> TASK DETAILS: Go through the entries below. Copy each line in which "machine" appears.

> Dataset entries:
+ + + + + + +
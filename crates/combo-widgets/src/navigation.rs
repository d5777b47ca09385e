#![forbid(unsafe_code)]

//! Navigation state machine.
//!
//! Owns popup visibility, the highlighted row and logical focus. It knows
//! nothing about text or the reference list: callers pass the number of
//! rows that can be highlighted in the *current* match list.
//!
//! # Transitions
//!
//! | State | Input | Next | Focus |
//! |---|---|---|---|
//! | any | text changed | `OpenUnselected` | Input |
//! | `Closed`/`OpenUnselected` | ArrowDown, `n > 0` | `OpenSelected(0)` | Listbox |
//! | `Closed`/`OpenUnselected` | ArrowDown, `n == 0` | `OpenUnselected` | unchanged |
//! | `OpenSelected(i)` | ArrowDown | `OpenSelected(min(i+1, n-1))` | Listbox |
//! | `OpenSelected(0)` | ArrowUp | `Closed` | Input |
//! | `OpenSelected(i>0)` | ArrowUp | `OpenSelected(i-1)` | Listbox |
//! | open | Escape | `Closed` | Input |
//! | any | Tab | `Closed` | Outside |
//! | any | click field | open, highlight kept | Input |
//! | any | click toggle | toggled | Input |
//! | any | click outside / blur | `Closed` | Outside |
//!
//! # Invariants
//!
//! 1. `OpenSelected(i)` implies `i < n` for the `n` last passed in.
//! 2. No transition wraps around.

use std::fmt;

/// Popup visibility and highlight.
#[derive(Debug, Clone, Copy, PartialEq, Eq, Hash, Default)]
pub enum NavState {
    /// Popup hidden, nothing highlighted.
    #[default]
    Closed,
    /// Popup visible, nothing highlighted.
    OpenUnselected,
    /// Popup visible, row `0`-based index highlighted.
    OpenSelected(usize),
}

impl NavState {
    /// True for either open variant.
    pub const fn is_open(&self) -> bool {
        !matches!(self, Self::Closed)
    }

    /// Highlighted row, if any.
    pub const fn highlighted(&self) -> Option<usize> {
        match self {
            Self::OpenSelected(i) => Some(*i),
            _ => None,
        }
    }
}

impl fmt::Display for NavState {
    fn fmt(&self, f: &mut fmt::Formatter<'_>) -> fmt::Result {
        match self {
            Self::Closed => write!(f, "closed"),
            Self::OpenUnselected => write!(f, "open"),
            Self::OpenSelected(i) => write!(f, "open[{i}]"),
        }
    }
}

/// Where keyboard input is logically interpreted.
#[derive(Debug, Clone, Copy, PartialEq, Eq, Hash, Default)]
pub enum Focus {
    /// Focus is elsewhere on the page (or nowhere).
    #[default]
    Outside,
    /// The text field has focus.
    Input,
    /// A popup row is highlighted and drives keyboard input.
    Listbox,
}

impl Focus {
    /// True while focus is anywhere inside the widget.
    pub const fn is_within(&self) -> bool {
        !matches!(self, Self::Outside)
    }
}

/// The state machine. Each method returns `true` when state or focus changed.
#[derive(Debug, Clone, Copy, PartialEq, Eq, Default)]
pub struct Navigator {
    state: NavState,
    focus: Focus,
}

impl Navigator {
    /// Start closed with focus outside the widget.
    pub const fn new() -> Self {
        Self {
            state: NavState::Closed,
            focus: Focus::Outside,
        }
    }

    /// Current state.
    pub const fn state(&self) -> NavState {
        self.state
    }

    /// Current logical focus.
    pub const fn focus(&self) -> Focus {
        self.focus
    }

    /// Any keystroke that edits the text: reopen with no highlight.
    pub fn text_changed(&mut self) -> bool {
        self.set(NavState::OpenUnselected, Focus::Input)
    }

    /// ArrowDown with `navigable` highlightable rows.
    pub fn arrow_down(&mut self, navigable: usize) -> bool {
        match self.state {
            NavState::OpenSelected(i) if navigable > 0 => {
                let next = (i + 1).min(navigable - 1);
                self.set(NavState::OpenSelected(next), Focus::Listbox)
            }
            _ if navigable > 0 => self.set(NavState::OpenSelected(0), Focus::Listbox),
            _ => self.set(NavState::OpenUnselected, self.focus_or_input()),
        }
    }

    /// ArrowUp. Leaving the first row closes the popup.
    pub fn arrow_up(&mut self) -> bool {
        match self.state {
            NavState::OpenSelected(0) => self.set(NavState::Closed, Focus::Input),
            NavState::OpenSelected(i) => self.set(NavState::OpenSelected(i - 1), Focus::Listbox),
            NavState::Closed | NavState::OpenUnselected => false,
        }
    }

    /// Escape: close, keep text, focus back on the field.
    pub fn escape(&mut self) -> bool {
        if self.state.is_open() {
            self.set(NavState::Closed, Focus::Input)
        } else {
            false
        }
    }

    /// Tab/Shift+Tab: close and let focus leave the widget.
    pub fn tab(&mut self) -> bool {
        self.set(NavState::Closed, Focus::Outside)
    }

    /// Click on the text field: show the popup, keeping any highlight.
    pub fn open(&mut self) -> bool {
        let next = if self.state.is_open() {
            self.state
        } else {
            NavState::OpenUnselected
        };
        let focus = if next.highlighted().is_some() {
            Focus::Listbox
        } else {
            Focus::Input
        };
        self.set(next, focus)
    }

    /// Click on the popup toggle.
    pub fn toggle(&mut self) -> bool {
        if self.state.is_open() {
            self.close_to_input()
        } else {
            self.set(NavState::OpenUnselected, Focus::Input)
        }
    }

    /// Keyboard focus arrived on the field from elsewhere (Shift+Tab back).
    pub fn focus_input(&mut self) -> bool {
        if self.focus.is_within() {
            return false;
        }
        self.set(self.state, Focus::Input)
    }

    /// Close and return focus to the text field (after a commit).
    pub fn close_to_input(&mut self) -> bool {
        self.set(NavState::Closed, Focus::Input)
    }

    /// Focus left the widget (outside click, window blur).
    pub fn blur(&mut self) -> bool {
        self.set(NavState::Closed, Focus::Outside)
    }

    fn focus_or_input(&self) -> Focus {
        if self.focus == Focus::Outside {
            Focus::Input
        } else {
            self.focus
        }
    }

    fn set(&mut self, state: NavState, focus: Focus) -> bool {
        if self.state == state && self.focus == focus {
            return false;
        }
        combo_core::debug!(
            from = %self.state,
            to = %state,
            focus = ?focus,
            "navigation transition"
        );
        self.state = state;
        self.focus = focus;
        true
    }
}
+ + + + + + +
> ANSWER TO THIS EXERCISE:
//! Navigation state machine.
/// The state machine. Each method returns `true` when state or focus changed.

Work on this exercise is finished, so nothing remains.